Have an old cattle trailer (1999) with round lens. To get them out you pop them inward with rubber gasket/seal that comes off. The bulb works with turn signal but NO parking/driving light. I was thinking I could just that a screw driver and gentle pop off the lens but nervous to brake lens or housing. Almost looks as a 1 pieces, but I am sure it is not as you need to replace the bulb inside. Any suggest or just go for it and try to pop the lens off.
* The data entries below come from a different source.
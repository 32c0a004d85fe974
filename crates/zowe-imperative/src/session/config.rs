//! Session configuration record and its credential cache

use super::auth_type::AuthType;
use crate::error::{ImperativeError, ImperativeResult};
use futures::future::BoxFuture;
use serde::{Deserialize, Serialize};
use serde_json::Value;
use std::collections::BTreeMap;
use std::fmt;
use std::future::Future;
use std::path::PathBuf;
use std::sync::Arc;

/// Deferred credential lookup, typically backed by a credential vault
pub type DeferredCredential =
    Arc<dyn Fn() -> BoxFuture<'static, ImperativeResult<String>> + Send + Sync>;

/// Where a vault account name comes from
#[derive(Clone)]
pub enum CredentialSource {
    /// The account name is known up front
    Literal(String),
    /// The account name must be awaited
    Deferred(DeferredCredential),
}

impl CredentialSource {
    /// Create a literal source
    pub fn literal(value: impl Into<String>) -> Self {
        Self::Literal(value.into())
    }

    /// Create a deferred source from an async closure
    pub fn deferred<F, Fut>(lookup: F) -> Self
    where
        F: Fn() -> Fut + Send + Sync + 'static,
        Fut: Future<Output = ImperativeResult<String>> + Send + 'static,
    {
        Self::Deferred(Arc::new(move || Box::pin(lookup())))
    }

    /// Materialize the value. Errors from a deferred lookup propagate unchanged.
    pub async fn resolve(&self) -> ImperativeResult<String> {
        match self {
            Self::Literal(value) => Ok(value.clone()),
            Self::Deferred(lookup) => lookup().await,
        }
    }
}

impl fmt::Debug for CredentialSource {
    fn fmt(&self, f: &mut fmt::Formatter<'_>) -> fmt::Result {
        match self {
            Self::Literal(value) => f.debug_tuple("Literal").field(value).finish(),
            Self::Deferred(_) => f.write_str("Deferred(..)"),
        }
    }
}

/// Internal bookkeeping the auth order resolver keeps on a session config
#[derive(Debug, Clone, Default, PartialEq, Eq)]
pub struct AuthCache {
    /// Credential kind -> materialized value
    pub available_creds: BTreeMap<String, String>,
    /// Once set, the auth order is never reordered automatically
    pub did_user_set_auth_order: bool,
    /// Auth type placed first when a default order is built
    pub top_default_auth: Option<AuthType>,
    /// Present while a token is being requested; holds the login mechanism
    /// once one is selected (`None` is the placeholder)
    pub auth_type_to_request_token: Option<AuthType>,
    /// Temporary certificate files owned by this session config
    pub temp_files: Vec<PathBuf>,
}

/// Connection target plus credentials, enriched across resolver passes
#[derive(Debug, Clone, Default, Serialize, Deserialize)]
#[serde(rename_all = "camelCase")]
pub struct SessionConfig {
    #[serde(default, skip_serializing_if = "Option::is_none")]
    pub hostname: Option<String>,
    #[serde(default, skip_serializing_if = "Option::is_none")]
    pub port: Option<u16>,
    #[serde(default, skip_serializing_if = "Option::is_none")]
    pub protocol: Option<String>,
    #[serde(default, skip_serializing_if = "Option::is_none")]
    pub user: Option<String>,
    #[serde(default, skip_serializing_if = "Option::is_none")]
    pub password: Option<String>,
    #[serde(default, skip_serializing_if = "Option::is_none")]
    pub base64_encoded_auth: Option<String>,
    #[serde(default, skip_serializing_if = "Option::is_none")]
    pub token_type: Option<String>,
    #[serde(default, skip_serializing_if = "Option::is_none")]
    pub token_value: Option<String>,
    #[serde(default, skip_serializing_if = "Option::is_none")]
    pub cert: Option<String>,
    #[serde(default, skip_serializing_if = "Option::is_none")]
    pub cert_key: Option<String>,
    #[serde(default, skip_serializing_if = "Option::is_none")]
    pub reject_unauthorized: Option<bool>,
    #[serde(default, skip_serializing_if = "Option::is_none")]
    pub base_path: Option<String>,
    #[serde(rename = "type", default, skip_serializing_if = "Option::is_none")]
    pub auth_type: Option<AuthType>,
    #[serde(default, skip_serializing_if = "Vec::is_empty")]
    pub auth_type_order: Vec<AuthType>,

    /// Vault account holding the certificate
    #[serde(skip)]
    pub cert_account: Option<CredentialSource>,
    /// Vault account holding the certificate key
    #[serde(skip)]
    pub cert_key_account: Option<CredentialSource>,
    /// Fallback vault account: the profile name
    #[serde(skip)]
    pub profile: Option<String>,
    /// Fallback vault account
    #[serde(skip)]
    pub account: Option<String>,

    /// Service-specific properties (`privateKey`, `keyPassphrase`, ...)
    #[serde(flatten)]
    pub extra: BTreeMap<String, Value>,

    #[serde(skip)]
    pub auth_cache: AuthCache,
}

impl SessionConfig {
    /// Create an empty session config
    pub fn new() -> Self {
        Self::default()
    }

    /// Set the host name
    pub fn with_hostname(mut self, hostname: impl Into<String>) -> Self {
        self.hostname = Some(hostname.into());
        self
    }

    /// Set the port
    pub fn with_port(mut self, port: u16) -> Self {
        self.port = Some(port);
        self
    }

    /// Set user and password
    pub fn with_basic_creds(mut self, user: impl Into<String>, password: impl Into<String>) -> Self {
        self.user = Some(user.into());
        self.password = Some(password.into());
        self
    }

    /// Set token type and value
    pub fn with_token(mut self, token_type: impl Into<String>, token_value: impl Into<String>) -> Self {
        self.token_type = Some(token_type.into());
        self.token_value = Some(token_value.into());
        self
    }

    /// Set the caller's auth order
    pub fn with_auth_type_order(mut self, order: Vec<AuthType>) -> Self {
        self.auth_type_order = order;
        self
    }

    /// Set the certificate vault accounts
    pub fn with_cert_accounts(mut self, cert: CredentialSource, cert_key: CredentialSource) -> Self {
        self.cert_account = Some(cert);
        self.cert_key_account = Some(cert_key);
        self
    }

    fn string_slot(&mut self, name: &str) -> Option<&mut Option<String>> {
        match name {
            "hostname" => Some(&mut self.hostname),
            "protocol" => Some(&mut self.protocol),
            "user" => Some(&mut self.user),
            "password" => Some(&mut self.password),
            "base64EncodedAuth" => Some(&mut self.base64_encoded_auth),
            "tokenType" => Some(&mut self.token_type),
            "tokenValue" => Some(&mut self.token_value),
            "cert" => Some(&mut self.cert),
            "certKey" => Some(&mut self.cert_key),
            "basePath" => Some(&mut self.base_path),
            _ => None,
        }
    }

    /// Read a property by its session-side name
    pub fn get_prop(&self, name: &str) -> Option<Value> {
        let text = |v: &Option<String>| v.clone().map(Value::String);
        match name {
            "hostname" => text(&self.hostname),
            "protocol" => text(&self.protocol),
            "user" => text(&self.user),
            "password" => text(&self.password),
            "base64EncodedAuth" => text(&self.base64_encoded_auth),
            "tokenType" => text(&self.token_type),
            "tokenValue" => text(&self.token_value),
            "cert" => text(&self.cert),
            "certKey" => text(&self.cert_key),
            "basePath" => text(&self.base_path),
            "port" => self.port.map(Value::from),
            "rejectUnauthorized" => self.reject_unauthorized.map(Value::Bool),
            "type" => self.auth_type.map(|t| Value::String(t.as_str().to_string())),
            _ => self.extra.get(name).cloned(),
        }
    }

    /// Read a property as a string, if it is one
    pub fn get_str(&self, name: &str) -> Option<String> {
        match self.get_prop(name)? {
            Value::String(s) => Some(s),
            Value::Number(n) => Some(n.to_string()),
            Value::Bool(b) => Some(b.to_string()),
            _ => None,
        }
    }

    /// Whether a property holds a value (non-null, non-empty string)
    pub fn has_prop(&self, name: &str) -> bool {
        self.get_prop(name).is_some_and(|v| super::args::has_value(&v))
    }

    /// Write a property by its session-side name. `null` clears it.
    pub fn set_prop(&mut self, name: &str, value: Value) -> ImperativeResult<()> {
        if value.is_null() {
            self.clear_prop(name);
            return Ok(());
        }

        if let Some(slot) = self.string_slot(name) {
            *slot = Some(match value {
                Value::String(s) => s,
                other => other.to_string(),
            });
            return Ok(());
        }

        match name {
            "port" => {
                self.port = Some(value_to_port(&value)?);
            }
            "rejectUnauthorized" => {
                self.reject_unauthorized = Some(match &value {
                    Value::Bool(b) => *b,
                    Value::String(s) => !s.eq_ignore_ascii_case("false"),
                    _ => true,
                });
            }
            "type" => {
                let text = value.as_str().unwrap_or_default();
                self.auth_type = Some(text.parse::<AuthType>().map_err(|e| {
                    ImperativeError::invalid_input_field(e, "type")
                })?);
            }
            _ => {
                self.extra.insert(name.to_string(), value);
            }
        }
        Ok(())
    }

    /// Remove a property by its session-side name
    pub fn clear_prop(&mut self, name: &str) {
        if let Some(slot) = self.string_slot(name) {
            *slot = None;
            return;
        }
        match name {
            "port" => self.port = None,
            "rejectUnauthorized" => self.reject_unauthorized = None,
            "type" => self.auth_type = None,
            _ => {
                self.extra.remove(name);
            }
        }
    }

    /// Snapshot of every plain property, secure values included
    pub fn to_value(&self) -> Value {
        serde_json::to_value(self).unwrap_or(Value::Null)
    }
}

/// Coerce a JSON value into a port number
pub(crate) fn value_to_port(value: &Value) -> ImperativeResult<u16> {
    let parsed = match value {
        Value::Number(n) => n.as_u64().and_then(|n| u16::try_from(n).ok()),
        Value::String(s) => s.trim().parse::<u16>().ok(),
        _ => None,
    };
    parsed.ok_or_else(|| {
        let shown = match value {
            Value::String(s) => s.clone(),
            other => other.to_string(),
        };
        ImperativeError::invalid_number("port", shown)
    })
}

#[cfg(test)]
mod tests {
    use super::*;
    use serde_json::json;

    #[test]
    fn test_set_and_get_by_name() {
        let mut sess = SessionConfig::new();
        sess.set_prop("hostname", json!("lpar1.example.com")).unwrap();
        sess.set_prop("port", json!("1443")).unwrap();
        sess.set_prop("rejectUnauthorized", json!(false)).unwrap();
        sess.set_prop("privateKey", json!("~/.ssh/id_rsa")).unwrap();

        assert_eq!(sess.hostname.as_deref(), Some("lpar1.example.com"));
        assert_eq!(sess.port, Some(1443));
        assert_eq!(sess.reject_unauthorized, Some(false));
        assert_eq!(sess.get_prop("privateKey"), Some(json!("~/.ssh/id_rsa")));
        assert_eq!(sess.get_prop("port"), Some(json!(1443)));
    }

    #[test]
    fn test_null_clears() {
        let mut sess = SessionConfig::new().with_basic_creds("alice", "pw1");
        sess.set_prop("password", Value::Null).unwrap();
        assert!(sess.password.is_none());
        assert!(sess.has_prop("user"));
        assert!(!sess.has_prop("password"));
    }

    #[test]
    fn test_empty_string_has_no_value() {
        let sess = SessionConfig::new().with_hostname("");
        assert!(!sess.has_prop("hostname"));
    }

    #[test]
    fn test_bad_port() {
        let mut sess = SessionConfig::new();
        let err = sess.set_prop("port", json!("abc")).unwrap_err();
        assert!(matches!(err, ImperativeError::InvalidNumber { .. }));
        assert!(sess.port.is_none());
    }

    #[test]
    fn test_serialization_skips_cache_and_accounts() {
        let mut sess = SessionConfig::new()
            .with_hostname("host")
            .with_cert_accounts(CredentialSource::literal("a"), CredentialSource::literal("b"));
        sess.auth_type = Some(AuthType::Basic);
        sess.auth_cache
            .available_creds
            .insert("user".to_string(), "alice".to_string());

        let value = sess.to_value();
        assert_eq!(value, json!({"hostname": "host", "type": "basic"}));
    }

    #[tokio::test]
    async fn test_deferred_source_resolves() {
        let source = CredentialSource::deferred(|| async { Ok("acct1".to_string()) });
        assert_eq!(source.resolve().await.unwrap(), "acct1");
        assert_eq!(format!("{:?}", source), "Deferred(..)");
    }

    #[tokio::test]
    async fn test_deferred_source_propagates_error() {
        let source =
            CredentialSource::deferred(|| async { Err(ImperativeError::credential("locked")) });
        let err = source.resolve().await.unwrap_err();
        assert!(matches!(err, ImperativeError::Credential { .. }));
    }
}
Thanks


----------



## Vol (Jul 5, 2009)

There are several types of these fixtures.....a picture or two would be a big help.

Regards, Mike


----------



## 8350HiTech (Jul 26, 2013)

It probably is one piece. Few bucks at Napa for the whole thing. Are all three wires still attached on the back?


----------



## paoutdoorsman (Apr 23, 2016)

Most all trailer lights I've come across that are mounted in a rubber seal like you describe are a sealed fixture and you replace that whole unit if one of the beams fail. That being said, you have nothing to lose by attempting to disassemble it and see if there is a replaceable bulb inside. Probably not.


----------



## somedevildawg (Jun 20, 2011)

Bought some the other day, I wanna say 7$......maybe less


----------



## slowzuki (Mar 8, 2011)

I find backing into snow banks or loading docks opens them up quickly to be able to see what’s inside.


----------



## mlappin (Jun 25, 2009)

If you need to change it just get LED's, so much brighter it aint funny. All of our grain trucks I've added LED's at eye level, mount in right in back of the bed, no more idiots passing when we make left turns with those flashing.


----------